____ GIVEN RECORDS

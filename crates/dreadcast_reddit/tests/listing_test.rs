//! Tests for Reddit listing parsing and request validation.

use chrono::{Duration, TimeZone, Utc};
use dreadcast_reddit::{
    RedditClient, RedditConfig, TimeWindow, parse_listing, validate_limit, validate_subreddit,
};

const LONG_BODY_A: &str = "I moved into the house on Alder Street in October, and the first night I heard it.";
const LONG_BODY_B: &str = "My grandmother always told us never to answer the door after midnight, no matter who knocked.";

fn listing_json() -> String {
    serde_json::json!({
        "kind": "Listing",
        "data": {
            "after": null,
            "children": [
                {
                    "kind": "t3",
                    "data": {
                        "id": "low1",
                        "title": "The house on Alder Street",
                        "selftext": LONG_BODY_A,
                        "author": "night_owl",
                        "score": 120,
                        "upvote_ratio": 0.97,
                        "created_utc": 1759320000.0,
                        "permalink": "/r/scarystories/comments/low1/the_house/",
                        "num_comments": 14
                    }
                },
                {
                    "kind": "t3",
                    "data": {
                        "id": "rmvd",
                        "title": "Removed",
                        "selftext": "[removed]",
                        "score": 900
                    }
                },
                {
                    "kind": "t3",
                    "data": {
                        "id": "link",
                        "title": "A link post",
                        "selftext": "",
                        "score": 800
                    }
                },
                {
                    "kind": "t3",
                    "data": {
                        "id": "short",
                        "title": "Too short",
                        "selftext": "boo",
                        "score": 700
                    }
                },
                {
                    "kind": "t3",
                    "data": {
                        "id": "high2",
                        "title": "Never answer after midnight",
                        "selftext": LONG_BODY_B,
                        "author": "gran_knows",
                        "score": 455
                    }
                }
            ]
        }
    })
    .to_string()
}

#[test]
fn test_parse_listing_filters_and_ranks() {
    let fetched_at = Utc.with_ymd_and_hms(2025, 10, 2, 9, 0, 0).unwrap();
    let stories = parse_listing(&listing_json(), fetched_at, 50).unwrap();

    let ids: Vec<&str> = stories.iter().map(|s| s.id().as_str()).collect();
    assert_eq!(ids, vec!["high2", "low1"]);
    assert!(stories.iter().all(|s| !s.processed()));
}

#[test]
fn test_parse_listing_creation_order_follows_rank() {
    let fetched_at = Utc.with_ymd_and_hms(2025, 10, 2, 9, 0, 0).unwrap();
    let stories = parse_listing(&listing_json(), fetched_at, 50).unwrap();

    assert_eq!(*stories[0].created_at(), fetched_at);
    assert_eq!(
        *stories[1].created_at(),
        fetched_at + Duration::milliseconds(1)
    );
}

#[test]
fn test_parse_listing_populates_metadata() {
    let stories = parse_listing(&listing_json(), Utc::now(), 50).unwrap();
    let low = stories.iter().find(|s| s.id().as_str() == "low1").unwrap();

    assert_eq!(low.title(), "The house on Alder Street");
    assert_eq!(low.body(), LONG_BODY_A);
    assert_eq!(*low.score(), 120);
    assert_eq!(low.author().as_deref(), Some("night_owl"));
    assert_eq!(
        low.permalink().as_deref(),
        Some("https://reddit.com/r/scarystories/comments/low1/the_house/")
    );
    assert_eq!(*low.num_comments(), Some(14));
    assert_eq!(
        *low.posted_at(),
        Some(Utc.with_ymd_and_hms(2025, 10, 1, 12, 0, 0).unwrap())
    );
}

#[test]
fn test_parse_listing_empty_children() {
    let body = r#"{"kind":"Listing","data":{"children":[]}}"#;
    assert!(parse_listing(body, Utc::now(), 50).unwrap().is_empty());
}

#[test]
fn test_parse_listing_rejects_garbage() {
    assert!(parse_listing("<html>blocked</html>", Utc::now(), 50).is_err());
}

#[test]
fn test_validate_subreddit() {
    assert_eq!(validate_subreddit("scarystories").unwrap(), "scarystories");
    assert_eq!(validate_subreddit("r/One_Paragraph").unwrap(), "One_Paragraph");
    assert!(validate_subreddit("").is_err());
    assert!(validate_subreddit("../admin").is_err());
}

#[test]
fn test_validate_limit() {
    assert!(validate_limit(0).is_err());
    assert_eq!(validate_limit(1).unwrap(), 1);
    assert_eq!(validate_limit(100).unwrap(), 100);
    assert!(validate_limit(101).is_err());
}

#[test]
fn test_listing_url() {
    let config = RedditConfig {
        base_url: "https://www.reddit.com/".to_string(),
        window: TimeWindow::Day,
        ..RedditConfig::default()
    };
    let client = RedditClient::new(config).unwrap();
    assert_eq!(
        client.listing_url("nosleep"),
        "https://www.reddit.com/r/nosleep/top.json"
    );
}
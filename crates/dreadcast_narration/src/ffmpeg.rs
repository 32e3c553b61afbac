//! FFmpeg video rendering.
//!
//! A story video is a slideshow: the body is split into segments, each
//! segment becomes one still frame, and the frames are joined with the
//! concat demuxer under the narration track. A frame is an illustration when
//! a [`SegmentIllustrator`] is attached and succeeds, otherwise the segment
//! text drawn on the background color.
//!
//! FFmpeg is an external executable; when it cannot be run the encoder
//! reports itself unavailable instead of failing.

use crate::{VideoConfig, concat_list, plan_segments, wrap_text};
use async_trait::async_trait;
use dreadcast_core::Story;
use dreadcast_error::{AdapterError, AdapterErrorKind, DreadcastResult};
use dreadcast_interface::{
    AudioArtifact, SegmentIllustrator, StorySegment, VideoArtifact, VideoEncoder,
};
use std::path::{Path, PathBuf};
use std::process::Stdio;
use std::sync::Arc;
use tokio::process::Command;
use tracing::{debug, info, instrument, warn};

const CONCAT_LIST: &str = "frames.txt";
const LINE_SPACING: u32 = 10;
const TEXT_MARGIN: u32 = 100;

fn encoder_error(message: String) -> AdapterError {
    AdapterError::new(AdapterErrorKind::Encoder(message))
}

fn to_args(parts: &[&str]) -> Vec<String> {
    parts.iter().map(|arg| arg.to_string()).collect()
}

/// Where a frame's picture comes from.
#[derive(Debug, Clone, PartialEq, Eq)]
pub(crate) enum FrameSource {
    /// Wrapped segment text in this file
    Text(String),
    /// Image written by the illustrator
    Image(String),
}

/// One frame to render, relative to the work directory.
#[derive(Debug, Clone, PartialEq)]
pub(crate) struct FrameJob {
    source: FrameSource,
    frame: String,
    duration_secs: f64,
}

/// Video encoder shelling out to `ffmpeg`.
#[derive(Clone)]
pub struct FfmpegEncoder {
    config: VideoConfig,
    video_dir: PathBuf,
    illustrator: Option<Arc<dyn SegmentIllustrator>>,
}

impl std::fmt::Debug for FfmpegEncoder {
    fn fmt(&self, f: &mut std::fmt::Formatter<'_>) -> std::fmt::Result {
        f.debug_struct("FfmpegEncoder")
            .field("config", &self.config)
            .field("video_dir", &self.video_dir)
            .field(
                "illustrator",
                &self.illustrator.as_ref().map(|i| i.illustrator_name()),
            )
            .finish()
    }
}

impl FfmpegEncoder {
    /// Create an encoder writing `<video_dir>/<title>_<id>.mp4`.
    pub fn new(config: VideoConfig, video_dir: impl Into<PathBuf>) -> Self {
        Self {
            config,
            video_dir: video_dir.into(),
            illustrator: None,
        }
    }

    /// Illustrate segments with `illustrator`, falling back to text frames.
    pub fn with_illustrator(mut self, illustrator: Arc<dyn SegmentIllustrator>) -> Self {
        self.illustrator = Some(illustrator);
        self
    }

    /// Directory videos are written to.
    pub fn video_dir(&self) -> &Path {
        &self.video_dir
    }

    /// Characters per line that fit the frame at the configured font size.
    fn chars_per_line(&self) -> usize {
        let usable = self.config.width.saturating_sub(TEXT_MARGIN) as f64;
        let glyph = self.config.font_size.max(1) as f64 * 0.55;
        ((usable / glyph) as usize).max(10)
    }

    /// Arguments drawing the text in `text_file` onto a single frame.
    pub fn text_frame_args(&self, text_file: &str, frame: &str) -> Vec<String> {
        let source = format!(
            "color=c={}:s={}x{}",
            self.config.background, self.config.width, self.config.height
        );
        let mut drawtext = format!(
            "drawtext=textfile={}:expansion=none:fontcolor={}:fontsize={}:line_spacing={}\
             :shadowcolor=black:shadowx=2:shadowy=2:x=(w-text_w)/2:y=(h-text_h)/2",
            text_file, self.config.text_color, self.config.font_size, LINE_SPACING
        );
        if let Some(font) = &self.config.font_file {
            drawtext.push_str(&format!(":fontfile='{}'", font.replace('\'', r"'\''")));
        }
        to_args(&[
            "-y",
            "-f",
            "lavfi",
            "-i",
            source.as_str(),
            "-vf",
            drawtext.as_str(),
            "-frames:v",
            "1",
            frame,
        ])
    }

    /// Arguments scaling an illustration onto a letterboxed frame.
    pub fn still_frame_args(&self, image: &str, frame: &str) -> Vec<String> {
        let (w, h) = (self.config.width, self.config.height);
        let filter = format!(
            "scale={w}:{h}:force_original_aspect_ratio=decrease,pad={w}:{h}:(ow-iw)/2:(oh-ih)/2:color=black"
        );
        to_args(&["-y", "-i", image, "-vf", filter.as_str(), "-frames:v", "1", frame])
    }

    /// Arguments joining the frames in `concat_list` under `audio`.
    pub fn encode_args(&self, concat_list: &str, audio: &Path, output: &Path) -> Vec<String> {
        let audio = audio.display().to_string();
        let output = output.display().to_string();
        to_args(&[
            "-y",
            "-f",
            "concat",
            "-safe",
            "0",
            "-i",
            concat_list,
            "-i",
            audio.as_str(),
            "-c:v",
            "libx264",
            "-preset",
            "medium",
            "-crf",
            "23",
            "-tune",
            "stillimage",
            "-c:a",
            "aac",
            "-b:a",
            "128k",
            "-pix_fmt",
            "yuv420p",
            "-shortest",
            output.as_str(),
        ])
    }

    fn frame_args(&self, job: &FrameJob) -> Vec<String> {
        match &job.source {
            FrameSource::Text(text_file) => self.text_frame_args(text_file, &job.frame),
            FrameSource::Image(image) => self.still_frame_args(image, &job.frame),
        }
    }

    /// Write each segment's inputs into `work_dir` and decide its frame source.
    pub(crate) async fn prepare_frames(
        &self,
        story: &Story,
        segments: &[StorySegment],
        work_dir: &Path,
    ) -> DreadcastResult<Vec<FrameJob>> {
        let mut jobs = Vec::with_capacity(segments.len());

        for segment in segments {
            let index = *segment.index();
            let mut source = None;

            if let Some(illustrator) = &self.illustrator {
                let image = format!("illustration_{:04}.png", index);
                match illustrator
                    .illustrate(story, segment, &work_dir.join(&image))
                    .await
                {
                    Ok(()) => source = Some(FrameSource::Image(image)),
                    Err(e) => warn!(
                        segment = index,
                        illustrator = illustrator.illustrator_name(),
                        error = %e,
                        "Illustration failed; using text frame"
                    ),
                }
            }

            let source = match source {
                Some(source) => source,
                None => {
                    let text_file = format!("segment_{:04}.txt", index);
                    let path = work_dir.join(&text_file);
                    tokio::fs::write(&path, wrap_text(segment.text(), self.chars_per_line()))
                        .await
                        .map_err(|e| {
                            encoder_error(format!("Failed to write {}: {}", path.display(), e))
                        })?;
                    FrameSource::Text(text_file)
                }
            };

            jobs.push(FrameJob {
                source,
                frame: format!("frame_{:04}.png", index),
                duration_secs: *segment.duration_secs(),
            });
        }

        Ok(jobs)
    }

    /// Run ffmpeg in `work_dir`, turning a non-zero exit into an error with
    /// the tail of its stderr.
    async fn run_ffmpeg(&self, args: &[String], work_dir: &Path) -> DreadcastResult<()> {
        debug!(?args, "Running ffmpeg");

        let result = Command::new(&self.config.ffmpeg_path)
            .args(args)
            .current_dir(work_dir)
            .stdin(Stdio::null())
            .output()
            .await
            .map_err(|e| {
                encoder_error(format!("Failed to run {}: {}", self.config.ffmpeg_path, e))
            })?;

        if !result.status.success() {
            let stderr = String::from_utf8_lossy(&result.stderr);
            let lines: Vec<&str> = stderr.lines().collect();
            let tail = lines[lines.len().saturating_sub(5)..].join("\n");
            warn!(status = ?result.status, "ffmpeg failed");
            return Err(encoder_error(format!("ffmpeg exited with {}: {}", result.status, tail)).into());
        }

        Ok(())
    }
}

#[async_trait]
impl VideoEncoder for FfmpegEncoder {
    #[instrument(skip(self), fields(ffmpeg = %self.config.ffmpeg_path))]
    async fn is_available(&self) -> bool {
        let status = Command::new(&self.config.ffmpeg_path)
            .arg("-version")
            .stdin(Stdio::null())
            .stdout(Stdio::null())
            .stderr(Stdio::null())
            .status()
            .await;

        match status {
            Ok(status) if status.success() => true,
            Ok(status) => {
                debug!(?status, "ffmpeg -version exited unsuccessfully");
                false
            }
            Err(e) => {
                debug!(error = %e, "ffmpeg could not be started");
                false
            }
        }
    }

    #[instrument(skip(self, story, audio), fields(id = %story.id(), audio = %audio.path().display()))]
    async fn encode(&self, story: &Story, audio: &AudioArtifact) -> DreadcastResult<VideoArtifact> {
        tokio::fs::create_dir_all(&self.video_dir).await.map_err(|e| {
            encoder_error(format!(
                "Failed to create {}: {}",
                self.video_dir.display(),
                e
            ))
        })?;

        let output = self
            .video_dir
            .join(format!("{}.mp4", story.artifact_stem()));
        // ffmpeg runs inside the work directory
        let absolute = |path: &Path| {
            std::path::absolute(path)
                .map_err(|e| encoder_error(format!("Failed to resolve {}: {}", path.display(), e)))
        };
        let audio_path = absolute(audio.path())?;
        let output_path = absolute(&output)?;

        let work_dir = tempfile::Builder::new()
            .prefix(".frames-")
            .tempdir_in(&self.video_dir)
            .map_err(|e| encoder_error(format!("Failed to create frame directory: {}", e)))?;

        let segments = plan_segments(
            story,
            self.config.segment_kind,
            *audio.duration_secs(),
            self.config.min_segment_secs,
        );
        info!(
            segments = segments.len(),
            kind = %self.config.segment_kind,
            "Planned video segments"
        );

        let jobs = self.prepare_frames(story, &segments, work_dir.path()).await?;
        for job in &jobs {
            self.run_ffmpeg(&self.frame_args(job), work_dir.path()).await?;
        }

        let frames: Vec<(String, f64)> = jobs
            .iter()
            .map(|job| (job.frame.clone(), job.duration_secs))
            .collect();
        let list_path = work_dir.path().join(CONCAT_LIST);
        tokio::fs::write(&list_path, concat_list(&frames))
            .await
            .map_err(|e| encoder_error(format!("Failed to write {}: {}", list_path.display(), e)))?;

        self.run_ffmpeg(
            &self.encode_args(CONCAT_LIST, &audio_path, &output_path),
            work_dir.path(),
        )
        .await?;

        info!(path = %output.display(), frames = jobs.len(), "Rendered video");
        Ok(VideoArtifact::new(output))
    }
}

________

# [TASK ITEM]
Check each line of the entries above, and show every one holding the word "Arguments".

# [ANSWER SECTION]
    /// Arguments drawing the text in `text_file` onto a single frame.
    /// Arguments scaling an illustration onto a letterboxed frame.
    /// Arguments joining the frames in `concat_list` under `audio`.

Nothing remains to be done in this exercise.